▶ **Recorded information**
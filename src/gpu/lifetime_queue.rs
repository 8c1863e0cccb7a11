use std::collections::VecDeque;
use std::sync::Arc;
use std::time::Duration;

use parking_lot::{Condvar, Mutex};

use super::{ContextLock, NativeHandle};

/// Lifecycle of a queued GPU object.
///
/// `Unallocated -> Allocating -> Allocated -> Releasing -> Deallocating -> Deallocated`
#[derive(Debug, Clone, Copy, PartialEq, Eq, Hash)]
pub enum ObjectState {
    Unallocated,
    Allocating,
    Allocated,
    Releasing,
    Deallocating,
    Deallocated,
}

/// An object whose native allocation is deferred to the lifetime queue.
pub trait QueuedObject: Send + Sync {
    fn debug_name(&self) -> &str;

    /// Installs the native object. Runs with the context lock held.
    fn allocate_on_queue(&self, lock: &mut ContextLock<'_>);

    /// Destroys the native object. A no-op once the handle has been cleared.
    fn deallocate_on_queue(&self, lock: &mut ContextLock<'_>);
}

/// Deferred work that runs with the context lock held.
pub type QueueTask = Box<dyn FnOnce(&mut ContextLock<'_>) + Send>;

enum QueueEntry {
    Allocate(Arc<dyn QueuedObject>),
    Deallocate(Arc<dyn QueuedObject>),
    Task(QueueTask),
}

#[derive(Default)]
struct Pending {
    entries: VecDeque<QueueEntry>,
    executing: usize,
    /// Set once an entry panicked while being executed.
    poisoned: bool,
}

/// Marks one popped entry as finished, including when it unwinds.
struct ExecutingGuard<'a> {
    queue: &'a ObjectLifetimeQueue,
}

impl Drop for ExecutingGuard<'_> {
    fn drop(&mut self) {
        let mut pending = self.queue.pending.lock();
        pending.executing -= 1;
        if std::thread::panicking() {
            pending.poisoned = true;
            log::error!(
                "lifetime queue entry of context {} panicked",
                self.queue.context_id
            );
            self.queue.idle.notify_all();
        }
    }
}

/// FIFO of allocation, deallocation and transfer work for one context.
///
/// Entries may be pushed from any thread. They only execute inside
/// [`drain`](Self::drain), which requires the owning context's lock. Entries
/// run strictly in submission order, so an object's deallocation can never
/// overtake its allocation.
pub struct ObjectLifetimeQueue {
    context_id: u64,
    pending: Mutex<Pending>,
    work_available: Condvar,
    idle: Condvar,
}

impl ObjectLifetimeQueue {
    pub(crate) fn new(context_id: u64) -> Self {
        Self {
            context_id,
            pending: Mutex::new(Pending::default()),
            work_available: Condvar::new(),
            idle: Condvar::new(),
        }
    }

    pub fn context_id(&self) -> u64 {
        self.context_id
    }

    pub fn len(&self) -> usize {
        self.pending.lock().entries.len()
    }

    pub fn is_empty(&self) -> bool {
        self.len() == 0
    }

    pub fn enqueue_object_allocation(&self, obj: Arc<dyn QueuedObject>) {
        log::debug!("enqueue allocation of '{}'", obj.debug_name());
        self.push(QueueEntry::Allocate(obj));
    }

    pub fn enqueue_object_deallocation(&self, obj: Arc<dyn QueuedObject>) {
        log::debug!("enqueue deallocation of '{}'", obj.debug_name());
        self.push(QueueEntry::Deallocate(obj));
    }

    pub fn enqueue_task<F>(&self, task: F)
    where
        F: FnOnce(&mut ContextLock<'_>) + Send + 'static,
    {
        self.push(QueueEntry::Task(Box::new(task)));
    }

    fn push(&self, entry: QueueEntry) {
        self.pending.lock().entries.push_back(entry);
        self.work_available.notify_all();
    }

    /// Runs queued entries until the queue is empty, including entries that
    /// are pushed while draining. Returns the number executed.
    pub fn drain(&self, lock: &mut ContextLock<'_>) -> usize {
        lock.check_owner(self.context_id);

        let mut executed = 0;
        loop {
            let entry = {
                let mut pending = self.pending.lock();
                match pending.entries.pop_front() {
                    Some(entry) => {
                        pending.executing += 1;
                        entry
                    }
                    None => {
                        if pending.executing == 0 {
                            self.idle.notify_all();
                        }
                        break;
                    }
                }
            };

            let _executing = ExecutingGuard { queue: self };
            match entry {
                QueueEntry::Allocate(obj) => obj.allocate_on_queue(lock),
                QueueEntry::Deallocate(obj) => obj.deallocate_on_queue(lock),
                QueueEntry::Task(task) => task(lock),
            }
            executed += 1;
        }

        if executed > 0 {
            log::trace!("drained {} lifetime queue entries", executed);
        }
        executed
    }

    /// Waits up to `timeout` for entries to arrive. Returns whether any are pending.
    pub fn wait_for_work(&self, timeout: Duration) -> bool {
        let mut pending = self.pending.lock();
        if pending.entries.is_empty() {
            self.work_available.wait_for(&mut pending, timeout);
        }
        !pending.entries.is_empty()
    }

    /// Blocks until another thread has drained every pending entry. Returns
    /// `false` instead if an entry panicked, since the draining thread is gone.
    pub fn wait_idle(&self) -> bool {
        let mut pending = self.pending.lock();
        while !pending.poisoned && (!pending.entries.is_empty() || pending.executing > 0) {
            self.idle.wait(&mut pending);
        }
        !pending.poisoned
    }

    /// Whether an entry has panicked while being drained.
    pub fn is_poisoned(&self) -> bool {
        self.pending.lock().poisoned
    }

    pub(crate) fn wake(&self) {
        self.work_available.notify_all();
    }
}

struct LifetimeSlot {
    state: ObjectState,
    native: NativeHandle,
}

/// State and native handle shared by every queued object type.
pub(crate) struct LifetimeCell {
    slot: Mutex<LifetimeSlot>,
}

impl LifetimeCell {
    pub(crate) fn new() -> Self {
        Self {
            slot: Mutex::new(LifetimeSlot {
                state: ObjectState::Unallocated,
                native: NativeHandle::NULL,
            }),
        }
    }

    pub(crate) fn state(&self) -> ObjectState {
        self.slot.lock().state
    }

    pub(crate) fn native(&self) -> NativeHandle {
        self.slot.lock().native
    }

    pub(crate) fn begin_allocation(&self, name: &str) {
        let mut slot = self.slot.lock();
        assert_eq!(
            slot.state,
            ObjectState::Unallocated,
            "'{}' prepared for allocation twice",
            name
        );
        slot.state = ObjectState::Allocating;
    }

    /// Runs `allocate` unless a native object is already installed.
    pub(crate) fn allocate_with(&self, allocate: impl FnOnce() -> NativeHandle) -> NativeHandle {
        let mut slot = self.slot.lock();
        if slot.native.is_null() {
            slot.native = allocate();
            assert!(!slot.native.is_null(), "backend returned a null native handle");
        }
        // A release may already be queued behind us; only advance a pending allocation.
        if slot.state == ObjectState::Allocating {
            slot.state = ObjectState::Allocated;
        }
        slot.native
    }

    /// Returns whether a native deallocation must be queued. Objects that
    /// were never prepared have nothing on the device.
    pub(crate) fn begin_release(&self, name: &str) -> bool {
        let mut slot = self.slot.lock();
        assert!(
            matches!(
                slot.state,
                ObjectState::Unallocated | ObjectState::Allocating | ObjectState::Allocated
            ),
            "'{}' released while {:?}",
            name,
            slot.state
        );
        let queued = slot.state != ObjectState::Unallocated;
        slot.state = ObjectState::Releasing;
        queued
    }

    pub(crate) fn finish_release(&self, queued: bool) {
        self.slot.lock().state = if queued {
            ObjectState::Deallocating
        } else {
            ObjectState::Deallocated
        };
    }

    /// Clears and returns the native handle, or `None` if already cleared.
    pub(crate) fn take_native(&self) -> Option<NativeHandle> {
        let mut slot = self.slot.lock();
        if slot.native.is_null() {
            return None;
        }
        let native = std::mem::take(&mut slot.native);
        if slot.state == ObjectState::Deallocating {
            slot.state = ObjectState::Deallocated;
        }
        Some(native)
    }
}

▶ **Task to complete**
Give the count of lines containing the word "while" in the listing, and no other text.

▶ **Answer space**
5